The source of significant weight loss/gain and Insomnia/Hypersomnia are very difficult to find in case of cancer. There are various possibilities such as site and stage of cancer, side effects of treatment and psychological issues.

ü      Related to Patients
For cancer patients and their family members, the priority is cancer treatment. They give less importance to mental health. They themselves think the sad mood is normal irrespective of its intensity. Moreover most of the oncologists also think it is normal to undergo distress during the time of diagnosis and treatment.

The taboo to meet mental health professional is another significant challenge. People lack awareness about the mental health.

ü      Related to Psychologists
The next challenge is ‘lack of trained human resources in Psycho-oncology’. If the distress or depression is identified, it has to be addressed properly. Most of the cancer centers do not have psycho-oncology unit. Even if Psycho-oncology unit is present, the training and expertise of the unit have to be viewed seriously.

A research world wide done in the field of Psycho-oncology says the incidence of depression is 15-25% on an average. The widely used tool in hospital setting to diagnose depression is HADS. However the 7 items of HADS which measure depression are not adequately correlated with the symptoms of depression as given in DSM IV TR. Feelings of worthlessness or excessive and inappropriate guilt, significant weight loss or gain, Insomnia or hypersomnia are neglected.

In oncology setting, all the symptoms of depression may not be observable. The stage, site and type of cancer influence the behaviors of the patients. Thus it is better to develop new parameters according to the stage, site and type of the cancer. So that depression in cancer will not be left unrecognized.

ü      Related to System/Practices
The cancer treatment is packed with many procedures. Inserting Psychological tests may be regarded as a burden for the patient. There is no clear cut idea where to bring in the psychological tests whether at the time of screening or disclosing diagnosis or during the course of treatment. Even though NCCN guidelines state patients have to be screened for distress in the first visit itself, Indian oncology set up lack facilities to do it.

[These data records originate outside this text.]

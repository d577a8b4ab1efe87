// Copyright (c) 2025, The Ruskit Authors
// MIT License
// All rights reserved.

//! # Task Message Codec
//!
//! Task invocations travel as JSON envelopes (Celery message protocol v1 body):
//!
//! ```json
//! {"id": "abc", "task": "add", "args": [1, 2], "kwargs": {}, "retries": 0}
//! ```
//!
//! Decoding is strict about shapes: `id` and `task` must be strings, `args` an array,
//! `kwargs` an object. Missing or `null` `args`/`kwargs` decode as empty, and unknown
//! fields are ignored.

use crate::errors::BrokerError;
use serde::{Deserialize, Deserializer, Serialize};
use serde_json::{Map, Value};
use tracing::debug;
use uuid::Uuid;

/// Content type of encoded task messages
pub const CONTENT_TYPE: &str = "application/json";
/// Content encoding of encoded task messages
pub const CONTENT_ENCODING: &str = "utf-8";

/// A task invocation.
#[derive(Debug, Clone, PartialEq, Serialize, Deserialize)]
pub struct TaskMessage {
    pub id: String,
    pub task: String,
    #[serde(default, deserialize_with = "null_as_default")]
    pub args: Vec<Value>,
    #[serde(default, deserialize_with = "null_as_default")]
    pub kwargs: Map<String, Value>,
    #[serde(default)]
    pub retries: u32,
    #[serde(default, skip_serializing_if = "Option::is_none")]
    pub eta: Option<String>,
    #[serde(default, skip_serializing_if = "Option::is_none")]
    pub expires: Option<String>,
}

impl TaskMessage {
    /// New invocation of `task` with a random id and no arguments.
    pub fn new(task: &str) -> Self {
        TaskMessage {
            id: Uuid::new_v4().to_string(),
            task: task.to_owned(),
            args: vec![],
            kwargs: Map::new(),
            retries: 0,
            eta: None,
            expires: None,
        }
    }

    pub fn with_id(mut self, id: &str) -> Self {
        self.id = id.to_owned();
        self
    }

    pub fn with_args(mut self, args: Vec<Value>) -> Self {
        self.args = args;
        self
    }

    pub fn with_kwarg(mut self, key: &str, value: Value) -> Self {
        self.kwargs.insert(key.to_owned(), value);
        self
    }

    pub fn with_eta(mut self, eta: &str) -> Self {
        self.eta = Some(eta.to_owned());
        self
    }

    pub fn with_expires(mut self, expires: &str) -> Self {
        self.expires = Some(expires.to_owned());
        self
    }
}

fn null_as_default<'de, D, T>(deserializer: D) -> Result<T, D::Error>
where
    D: Deserializer<'de>,
    T: Default + Deserialize<'de>,
{
    Option::<T>::deserialize(deserializer).map(Option::unwrap_or_default)
}

/// Parses a delivery body into a task message.
pub fn decode(body: &[u8]) -> Result<TaskMessage, BrokerError> {
    serde_json::from_slice(body).map_err(|err| {
        debug!(error = err.to_string(), size = body.len(), "malformed task message");
        BrokerError::Decode(err.to_string())
    })
}

/// Serializes a task message into a delivery body.
pub fn encode(message: &TaskMessage) -> Result<Vec<u8>, BrokerError> {
    serde_json::to_vec(message).map_err(|err| BrokerError::Encode(err.to_string()))
}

Sustained efforts to educate medical professionals involved in cancer care such as oncologists and nurses on identifying depression and techniques to intervene will be of great help to the cancer patients who undergo depression. Patients should also be given awareness about the psychological services available for them. Psycho-oncologists have to have strong research base to convince the oncology setting to take up depression as a serious issue since depression has the potential to affect the treatment outcome. New set of criteria to recognize depression according to site, type and stage of cancer has to be developed.